A Disconnect Between Science and Policy – Jenna

Researchers are learning to grow personalized organs in labs. They’re tapping into the skulls of spinal cord injury patients and giving them back control of their bodies with direct brain stimulation. They developed an entire COVID vaccine (multiple, in fact) in a year.

So why are there still kids in less-developed nations who don’t have access to routine childhood vaccinations that cost a few dollars each? And why are there people in highly-developed nations who are choosing to Uber to the hospital if they break a leg because they can’t afford an ambulance? (Yes USA, I’m talking about you.)

At this level, it seems to come down to an unequal distribution of wealth and resources, combined with a not-insignificant level of political corruption.

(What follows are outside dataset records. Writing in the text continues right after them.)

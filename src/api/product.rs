use axum::{
    extract::{rejection::JsonRejection, Extension, Path, Query},
    http::StatusCode,
    response::Response,
    routing::get,
    Json, Router,
};
use sea_orm::{
    ActiveModelTrait, ColumnTrait, DatabaseConnection, DatabaseTransaction, EntityTrait,
    LoaderTrait, ModelTrait, PaginatorTrait, QueryFilter, QueryOrder, Set, TransactionTrait,
};
use serde::{Deserialize, Serialize};
use serde_json::{json, Value};
use std::sync::Arc;
use tracing::info;

use crate::api::{
    catalog_condition, contains_ci, fetch_page, settle, PageLimits, PageQuery, PageResponse,
    Paged, Pagination,
};
use crate::entities::{
    category::Category,
    product::{self, Entity as ProductEntity},
    review, specification,
};
use crate::error::{ApiError, ApiResult};
use crate::middleware::logging::to_response;
use crate::validation::{
    apply_category_rules, check_filter, check_subcategory, non_empty_text, parse_category,
    parse_flag, required_text, search_term, validate_positive_number, CatalogFilter,
};

pub const PRODUCT_PAGES: PageLimits = PageLimits {
    default: 24,
    max: 100,
};

//ROUTERS
pub fn product_router(db: Arc<DatabaseConnection>) -> Router {
    Router::new()
        .route("/products", get(get_products).post(create_product))
        .route("/products/", get(get_products).post(create_product))
        .route("/products/search", get(search_products))
        .route("/products/filter", get(get_products))
        .route("/products/category/:category", get(get_products_by_category))
        .route(
            "/products/category/:category/subcategory/:subcategory",
            get(get_products_by_subcategory),
        )
        .route(
            "/products/category/:category/brand/:brand",
            get(get_products_by_brand),
        )
        .route(
            "/products/:product_id",
            get(get_product).put(update_product).delete(delete_product),
        )
        .layer(Extension(db))
}

//ROUTES
async fn get_products(
    Extension(db): Extension<Arc<DatabaseConnection>>,
    Query(paging): Query<PageQuery>,
    Query(params): Query<CatalogQuery>,
) -> ApiResult<Response> {
    let filter = check_filter(
        params.category.as_deref(),
        params.subcategory.as_deref(),
        params.brand.as_deref(),
    )?;
    list_products(&db, filter, &paging, params.card_mode.as_deref()).await
}

async fn get_products_by_category(
    Path(category): Path<String>,
    Extension(db): Extension<Arc<DatabaseConnection>>,
    Query(paging): Query<PageQuery>,
    Query(params): Query<CardQuery>,
) -> ApiResult<Response> {
    let filter = CatalogFilter {
        category: Some(parse_category(&category)?),
        ..Default::default()
    };
    list_products(&db, filter, &paging, params.card_mode.as_deref()).await
}

async fn get_products_by_subcategory(
    Path((category, subcategory)): Path<(String, String)>,
    Extension(db): Extension<Arc<DatabaseConnection>>,
    Query(paging): Query<PageQuery>,
    Query(params): Query<CardQuery>,
) -> ApiResult<Response> {
    let category = parse_category(&category)?;
    let filter = CatalogFilter {
        category: Some(category),
        subcategory: Some(check_subcategory(category, &subcategory)?),
        brand: None,
    };
    list_products(&db, filter, &paging, params.card_mode.as_deref()).await
}

async fn get_products_by_brand(
    Path((category, brand)): Path<(String, String)>,
    Extension(db): Extension<Arc<DatabaseConnection>>,
    Query(paging): Query<PageQuery>,
    Query(params): Query<CardQuery>,
) -> ApiResult<Response> {
    let filter = check_filter(Some(category.as_str()), None, Some(brand.as_str()))?;
    list_products(&db, filter, &paging, params.card_mode.as_deref()).await
}

async fn search_products(
    Extension(db): Extension<Arc<DatabaseConnection>>,
    Query(paging): Query<PageQuery>,
    Query(params): Query<SearchQuery>,
) -> ApiResult<Response> {
    let term = search_term(params.q.as_deref())?;
    let pagination = Pagination::from_query(&paging, PRODUCT_PAGES);
    let card_mode = parse_flag(params.card_mode.as_deref(), false);

    let txn = db.begin().await?;
    let outcome: ApiResult<_> = async {
        let select = ProductEntity::find()
            .filter(contains_ci(product::Column::Name, &term))
            .order_by_asc(product::Column::ProductId);
        let page = fetch_page(select, &txn, pagination).await?;
        render_page(&txn, page, card_mode).await
    }
    .await;
    let page = settle(txn, outcome).await?;

    let body = PageResponse::new(page, pagination).echo("search_term", term);
    Ok(to_response((StatusCode::OK, Json(body)), Ok(())))
}

async fn get_product(
    Path(product_id): Path<String>,
    Extension(db): Extension<Arc<DatabaseConnection>>,
) -> ApiResult<Response> {
    let txn = db.begin().await?;
    let outcome: ApiResult<_> = async {
        let product = find_product(&txn, &product_id).await?;
        let specifications = product
            .find_related(specification::Entity)
            .order_by_asc(specification::Column::SpecId)
            .all(&txn)
            .await?;
        Ok(ProductFull::new(product, specifications))
    }
    .await;
    let product = settle(txn, outcome).await?;

    Ok(to_response((StatusCode::OK, Json(product)), Ok(())))
}

async fn create_product(
    Extension(db): Extension<Arc<DatabaseConnection>>,
    payload: Result<Json<CreateProductPayload>, JsonRejection>,
) -> ApiResult<Response> {
    let Json(payload) = payload?;

    let product_id = required_text(payload.product_id.as_deref(), "product_id")?;
    let name = required_text(payload.name.as_deref(), "name")?;
    let category = parse_category(&required_text(payload.category.as_deref(), "category")?)?;
    let price = match payload.price.as_ref().filter(|value| !value.is_null()) {
        Some(value) => validate_positive_number(value, "Price")?,
        None => return Err(ApiError::validation("Missing required field: price")),
    };
    let image_url = required_text(payload.image_url.as_deref(), "image_url")?;
    let classification = apply_category_rules(
        category,
        payload.brand.as_deref(),
        payload.subcategory.as_deref(),
    )?;

    let txn = db.begin().await?;
    let outcome: ApiResult<_> = async {
        if ProductEntity::find_by_id(product_id.as_str())
            .one(&txn)
            .await?
            .is_some()
        {
            return Err(ApiError::Conflict(format!(
                "Product ID {product_id} already exists"
            )));
        }

        let new_product = product::ActiveModel {
            product_id: Set(product_id.clone()),
            name: Set(name),
            brand: Set(classification.brand),
            category: Set(classification.category),
            subcategory: Set(classification.subcategory),
            price: Set(price),
            image_url: Set(image_url),
        };
        ProductEntity::insert(new_product).exec(&txn).await?;
        Ok(())
    }
    .await;
    settle(txn, outcome).await?;

    info!(product_id = %product_id, "Created product");
    Ok(to_response(
        (
            StatusCode::CREATED,
            Json(json!({
                "message": "Product added successfully!",
                "product_id": product_id
            })),
        ),
        Ok(()),
    ))
}

async fn update_product(
    Path(product_id): Path<String>,
    Extension(db): Extension<Arc<DatabaseConnection>>,
    payload: Result<Json<UpdateProductPayload>, JsonRejection>,
) -> ApiResult<Response> {
    let Json(payload) = payload?;

    let name = non_empty_text(payload.name.as_deref(), "name")?;
    let image_url = non_empty_text(payload.image_url.as_deref(), "image_url")?;
    let category = payload
        .category
        .as_deref()
        .map(parse_category)
        .transpose()?;
    let price = payload
        .price
        .as_ref()
        .filter(|value| !value.is_null())
        .map(|value| validate_positive_number(value, "Price"))
        .transpose()?;

    let txn = db.begin().await?;
    let outcome: ApiResult<_> = async {
        let existing = find_product(&txn, &product_id).await?;

        // Rule table re-applied to the merged row; supplied values win over stored ones.
        let classification = apply_category_rules(
            category.unwrap_or(existing.category),
            payload.brand.as_deref().or(existing.brand.as_deref()),
            payload
                .subcategory
                .as_deref()
                .or(existing.subcategory.as_deref()),
        )?;

        let mut product: product::ActiveModel = existing.into();
        if let Some(name) = name {
            product.name = Set(name);
        }
        if let Some(price) = price {
            product.price = Set(price);
        }
        if let Some(image_url) = image_url {
            product.image_url = Set(image_url);
        }
        product.category = Set(classification.category);
        product.brand = Set(classification.brand);
        product.subcategory = Set(classification.subcategory);

        product.update(&txn).await?;
        Ok(())
    }
    .await;
    settle(txn, outcome).await?;

    info!(product_id = %product_id, "Updated product");
    Ok(to_response(
        (
            StatusCode::OK,
            Json(json!({
                "message": "Product updated successfully!",
                "product_id": product_id
            })),
        ),
        Ok(()),
    ))
}

async fn delete_product(
    Path(product_id): Path<String>,
    Extension(db): Extension<Arc<DatabaseConnection>>,
) -> ApiResult<Response> {
    let txn = db.begin().await?;
    let outcome: ApiResult<_> = async {
        let product = find_product(&txn, &product_id).await?;

        let review_count = review::Entity::find()
            .filter(review::Column::ProductId.eq(product_id.as_str()))
            .count(&txn)
            .await?;
        if review_count > 0 {
            return Err(ApiError::Conflict(format!(
                "Cannot delete product. It has {review_count} review(s). Delete reviews first."
            )));
        }

        let removed = specification::Entity::delete_many()
            .filter(specification::Column::ProductId.eq(product_id.as_str()))
            .exec(&txn)
            .await?;
        product.delete(&txn).await?;
        Ok(removed.rows_affected)
    }
    .await;
    let removed_specs = settle(txn, outcome).await?;

    info!(product_id = %product_id, removed_specs, "Deleted product");
    Ok(to_response(
        (
            StatusCode::OK,
            Json(json!({
                "message": "Product deleted successfully!"
            })),
        ),
        Ok(()),
    ))
}

//Helpers
pub(crate) async fn find_product(
    txn: &DatabaseTransaction,
    product_id: &str,
) -> ApiResult<product::Model> {
    ProductEntity::find_by_id(product_id)
        .one(txn)
        .await?
        .ok_or_else(|| ApiError::not_found("Product not found"))
}

async fn list_products(
    db: &DatabaseConnection,
    filter: CatalogFilter,
    paging: &PageQuery,
    card_mode: Option<&str>,
) -> ApiResult<Response> {
    let pagination = Pagination::from_query(paging, PRODUCT_PAGES);
    let card_mode = parse_flag(card_mode, false);

    let txn = db.begin().await?;
    let outcome: ApiResult<_> = async {
        let select = ProductEntity::find()
            .filter(catalog_condition(
                &filter,
                product::Column::Category,
                product::Column::Subcategory,
                product::Column::Brand,
            ))
            .order_by_asc(product::Column::ProductId);
        let page = fetch_page(select, &txn, pagination).await?;
        render_page(&txn, page, card_mode).await
    }
    .await;
    let page = settle(txn, outcome).await?;

    let body = PageResponse::new(page, pagination).echo_filter(&filter);
    Ok(to_response((StatusCode::OK, Json(body)), Ok(())))
}

async fn render_page(
    txn: &DatabaseTransaction,
    page: Paged<product::Model>,
    card_mode: bool,
) -> ApiResult<Paged<ProductView>> {
    if card_mode {
        return Ok(page.map(|product| ProductView::Card(ProductCard::new(product))));
    }

    let mut specifications = page
        .items
        .load_many(specification::Entity, txn)
        .await?
        .into_iter();
    Ok(page.map(|product| {
        let specs = specifications.next().unwrap_or_default();
        ProductView::Full(ProductFull::new(product, specs))
    }))
}

//Structs
#[derive(Deserialize, Debug)]
struct CatalogQuery {
    category: Option<String>,
    subcategory: Option<String>,
    brand: Option<String>,
    card_mode: Option<String>,
}

#[derive(Deserialize, Debug)]
struct CardQuery {
    card_mode: Option<String>,
}

#[derive(Deserialize, Debug)]
struct SearchQuery {
    q: Option<String>,
    card_mode: Option<String>,
}

#[derive(Deserialize, Debug)]
struct CreateProductPayload {
    product_id: Option<String>,
    name: Option<String>,
    brand: Option<String>,
    category: Option<String>,
    subcategory: Option<String>,
    price: Option<Value>,
    image_url: Option<String>,
}

#[derive(Deserialize, Debug)]
struct UpdateProductPayload {
    name: Option<String>,
    brand: Option<String>,
    category: Option<String>,
    subcategory: Option<String>,
    price: Option<Value>,
    image_url: Option<String>,
}

/// Card projection for grids, or the full row with its specifications.
#[derive(Serialize, Debug)]
#[serde(untagged)]
pub enum ProductView {
    Card(ProductCard),
    Full(ProductFull),
}

#[derive(Serialize, Debug)]
pub struct ProductCard {
    product_id: String,
    name: String,
    price: f64,
    image_url: String,
}

impl ProductCard {
    fn new(value: product::Model) -> ProductCard {
        ProductCard {
            product_id: value.product_id,
            name: value.name,
            price: value.price,
            image_url: value.image_url,
        }
    }
}

#[derive(Serialize, Debug)]
pub struct ProductFull {
    product_id: String,
    name: String,
    brand: Option<String>,
    category: Category,
    subcategory: Option<String>,
    price: f64,
    image_url: String,
    specifications: Vec<SpecEntry>,
}

impl ProductFull {
    fn new(value: product::Model, specifications: Vec<specification::Model>) -> ProductFull {
        ProductFull {
            product_id: value.product_id,
            name: value.name,
            brand: value.brand,
            category: value.category,
            subcategory: value.subcategory,
            price: value.price,
            image_url: value.image_url,
            specifications: specifications
                .into_iter()
                .map(|spec| SpecEntry {
                    spec_name: spec.spec_name,
                    spec_value: spec.spec_value,
                })
                .collect(),
        }
    }
}

#[derive(Serialize, Debug)]
struct SpecEntry {
    spec_name: String,
    spec_value: String,
}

We have NGOs in place to help redistribute aid where needed, but most of them have developed from a need for extra hands, because states were ill-equipped to provide their citizens with adequate care. This is not always the fault of the state; natural disasters, war, and exploitation by more powerful entities may play a part in the suffering incurred by the people, but a lack of clarity in international treaties, such as the Universal Declaration of Human Rights, means that confusion or state avoidance of responsibility can further complicate matters (2).

Dr James Wilson’s lecture explored the relationship between rights and obligations, and while the relationship is relatively clear in a theoretical context, execution is obviously a little more tricky. How do we make sure every plays their part in a system with so many individual players? Healthcare by nature is not a one-size-fits-all solution, and trying to paint it as such leads to situations like Soobramoney in South Africa and certain Brazilian legal cases (1). While the systems for allocating healthcare stand on polar opposites of the spectrum of treatment for a critically ill individual versus the greatest good for an entire population, we can plainly see the issue of finding a balance.

The balance should be easier to correct in wealthier nations: in the US, sky-high healthcare prices arise not from a lack of resources, but from unfettered corporate greed. The US requires not a change in the approach to human rights in the sense mentioned in the lectures , but a change in the overall political system to make better use of the billions of dollars of medications, supplies, hospital beds, and cutting-edge treatments that people fly from all over the world to receive.

Poorer nations are at the disadvantage set out by all of the treaties and declarations; as long as there is insufficient access to medical care, some individuals will find themselves left to die. The ideal, and certainly idealistic, solution, would be a layered approach, where communities take care of their own. What they can’t handle is dealt with by the state, and what the state can’t afford is aided by the international community. This comes back to a fundamental question of how to allocate obligations, and putting it into practice has proved to be almost impossible. With a growing global population and a rapidly advancing technological sphere, what seems to be holding the process of equitable access to rights is politics and power struggles, which show few signs of ever going away.

References

  1. Soobramoney v Minister of Health. [1997] ZACC 17. 1997.
  2. United Nations. Universal Declaration of Human Rights. Paris: Office of the High Commissioner for Human Rights; 1748.